▸ PROBLEM TO SOLVE: The answer must be every line below that holds the word "PathBuf".

▸ DATA SUPPLIED:

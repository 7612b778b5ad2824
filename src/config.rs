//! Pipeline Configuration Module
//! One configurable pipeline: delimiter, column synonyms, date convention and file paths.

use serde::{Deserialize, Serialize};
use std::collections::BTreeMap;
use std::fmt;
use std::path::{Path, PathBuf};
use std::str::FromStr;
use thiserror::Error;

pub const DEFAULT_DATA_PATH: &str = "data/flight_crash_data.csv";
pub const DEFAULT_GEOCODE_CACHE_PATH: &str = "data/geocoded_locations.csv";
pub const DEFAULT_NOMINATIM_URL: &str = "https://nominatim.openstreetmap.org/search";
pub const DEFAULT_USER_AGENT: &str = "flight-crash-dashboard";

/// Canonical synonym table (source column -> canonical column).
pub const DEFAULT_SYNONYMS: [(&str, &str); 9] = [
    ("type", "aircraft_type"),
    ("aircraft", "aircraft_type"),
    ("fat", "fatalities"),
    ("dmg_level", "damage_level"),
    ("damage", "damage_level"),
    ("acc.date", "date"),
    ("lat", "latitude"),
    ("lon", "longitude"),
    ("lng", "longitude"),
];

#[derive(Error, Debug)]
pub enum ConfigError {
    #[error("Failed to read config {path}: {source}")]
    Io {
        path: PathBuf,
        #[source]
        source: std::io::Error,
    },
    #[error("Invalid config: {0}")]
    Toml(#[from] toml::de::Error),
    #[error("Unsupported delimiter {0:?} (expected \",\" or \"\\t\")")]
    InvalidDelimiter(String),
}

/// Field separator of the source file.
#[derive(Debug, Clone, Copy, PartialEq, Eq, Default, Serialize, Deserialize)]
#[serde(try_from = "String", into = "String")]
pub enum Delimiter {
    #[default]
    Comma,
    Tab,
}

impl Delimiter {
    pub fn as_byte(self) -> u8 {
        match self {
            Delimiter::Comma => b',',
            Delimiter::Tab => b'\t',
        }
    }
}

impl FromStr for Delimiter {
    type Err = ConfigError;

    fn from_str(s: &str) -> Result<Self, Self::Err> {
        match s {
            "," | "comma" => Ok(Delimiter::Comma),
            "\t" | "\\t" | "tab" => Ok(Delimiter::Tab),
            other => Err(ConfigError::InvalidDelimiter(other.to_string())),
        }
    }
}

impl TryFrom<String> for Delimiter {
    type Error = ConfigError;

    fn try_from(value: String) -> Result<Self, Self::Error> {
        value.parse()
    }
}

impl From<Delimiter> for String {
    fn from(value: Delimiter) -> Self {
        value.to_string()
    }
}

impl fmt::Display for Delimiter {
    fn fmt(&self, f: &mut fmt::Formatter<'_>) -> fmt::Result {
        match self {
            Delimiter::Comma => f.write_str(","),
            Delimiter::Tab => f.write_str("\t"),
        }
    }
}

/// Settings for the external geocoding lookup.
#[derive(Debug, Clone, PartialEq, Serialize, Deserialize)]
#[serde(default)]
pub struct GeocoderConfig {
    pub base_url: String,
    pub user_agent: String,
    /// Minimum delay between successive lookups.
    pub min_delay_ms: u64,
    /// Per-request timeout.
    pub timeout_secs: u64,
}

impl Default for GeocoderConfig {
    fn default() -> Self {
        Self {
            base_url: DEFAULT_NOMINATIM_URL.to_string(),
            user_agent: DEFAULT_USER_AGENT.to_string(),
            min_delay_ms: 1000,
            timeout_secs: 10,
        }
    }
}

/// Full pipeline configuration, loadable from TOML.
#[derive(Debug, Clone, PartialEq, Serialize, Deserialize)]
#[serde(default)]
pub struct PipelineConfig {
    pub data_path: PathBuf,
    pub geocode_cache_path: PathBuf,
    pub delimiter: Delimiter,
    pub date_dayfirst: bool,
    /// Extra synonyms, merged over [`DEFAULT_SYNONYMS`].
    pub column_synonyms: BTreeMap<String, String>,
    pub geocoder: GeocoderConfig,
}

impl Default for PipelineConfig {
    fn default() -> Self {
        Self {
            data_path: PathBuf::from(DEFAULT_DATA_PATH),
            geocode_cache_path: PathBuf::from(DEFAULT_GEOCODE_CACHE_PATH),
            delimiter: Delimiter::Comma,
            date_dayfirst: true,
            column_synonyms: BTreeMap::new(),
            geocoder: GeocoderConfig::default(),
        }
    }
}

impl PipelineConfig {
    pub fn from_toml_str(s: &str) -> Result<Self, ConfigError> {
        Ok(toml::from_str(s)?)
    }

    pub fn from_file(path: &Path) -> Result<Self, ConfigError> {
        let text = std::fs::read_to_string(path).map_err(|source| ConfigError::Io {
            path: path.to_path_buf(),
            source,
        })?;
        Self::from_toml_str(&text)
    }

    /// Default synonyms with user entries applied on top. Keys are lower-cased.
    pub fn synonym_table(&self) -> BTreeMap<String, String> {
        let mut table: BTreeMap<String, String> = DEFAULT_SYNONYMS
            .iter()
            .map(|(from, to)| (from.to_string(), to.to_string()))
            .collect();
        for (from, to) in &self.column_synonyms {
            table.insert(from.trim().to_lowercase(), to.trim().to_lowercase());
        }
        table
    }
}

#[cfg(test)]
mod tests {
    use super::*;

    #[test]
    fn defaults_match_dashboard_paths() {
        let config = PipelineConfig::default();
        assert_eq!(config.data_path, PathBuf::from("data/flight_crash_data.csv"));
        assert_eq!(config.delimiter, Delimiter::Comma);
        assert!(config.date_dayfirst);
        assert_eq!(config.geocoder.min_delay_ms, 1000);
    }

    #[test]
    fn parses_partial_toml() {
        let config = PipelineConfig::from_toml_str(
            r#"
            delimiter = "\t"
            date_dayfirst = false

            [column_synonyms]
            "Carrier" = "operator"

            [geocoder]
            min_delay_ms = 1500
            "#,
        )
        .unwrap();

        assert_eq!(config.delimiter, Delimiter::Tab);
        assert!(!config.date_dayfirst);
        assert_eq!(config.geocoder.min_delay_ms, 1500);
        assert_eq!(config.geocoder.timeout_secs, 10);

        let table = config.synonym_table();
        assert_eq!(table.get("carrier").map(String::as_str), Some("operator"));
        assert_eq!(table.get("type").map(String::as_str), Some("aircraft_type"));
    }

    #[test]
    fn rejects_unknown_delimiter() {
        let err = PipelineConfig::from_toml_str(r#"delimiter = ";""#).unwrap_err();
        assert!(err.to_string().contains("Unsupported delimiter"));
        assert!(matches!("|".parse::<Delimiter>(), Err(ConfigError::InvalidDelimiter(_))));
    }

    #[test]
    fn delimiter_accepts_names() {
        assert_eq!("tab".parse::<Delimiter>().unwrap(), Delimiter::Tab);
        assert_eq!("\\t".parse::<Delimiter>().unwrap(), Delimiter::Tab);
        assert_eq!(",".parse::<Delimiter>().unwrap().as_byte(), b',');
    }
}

▸ RESPONSE:
use std::path::{Path, PathBuf};
        path: PathBuf,
    pub data_path: PathBuf,
    pub geocode_cache_path: PathBuf,
            data_path: PathBuf::from(DEFAULT_DATA_PATH),
            geocode_cache_path: PathBuf::from(DEFAULT_GEOCODE_CACHE_PATH),
        assert_eq!(config.data_path, PathBuf::from("data/flight_crash_data.csv"));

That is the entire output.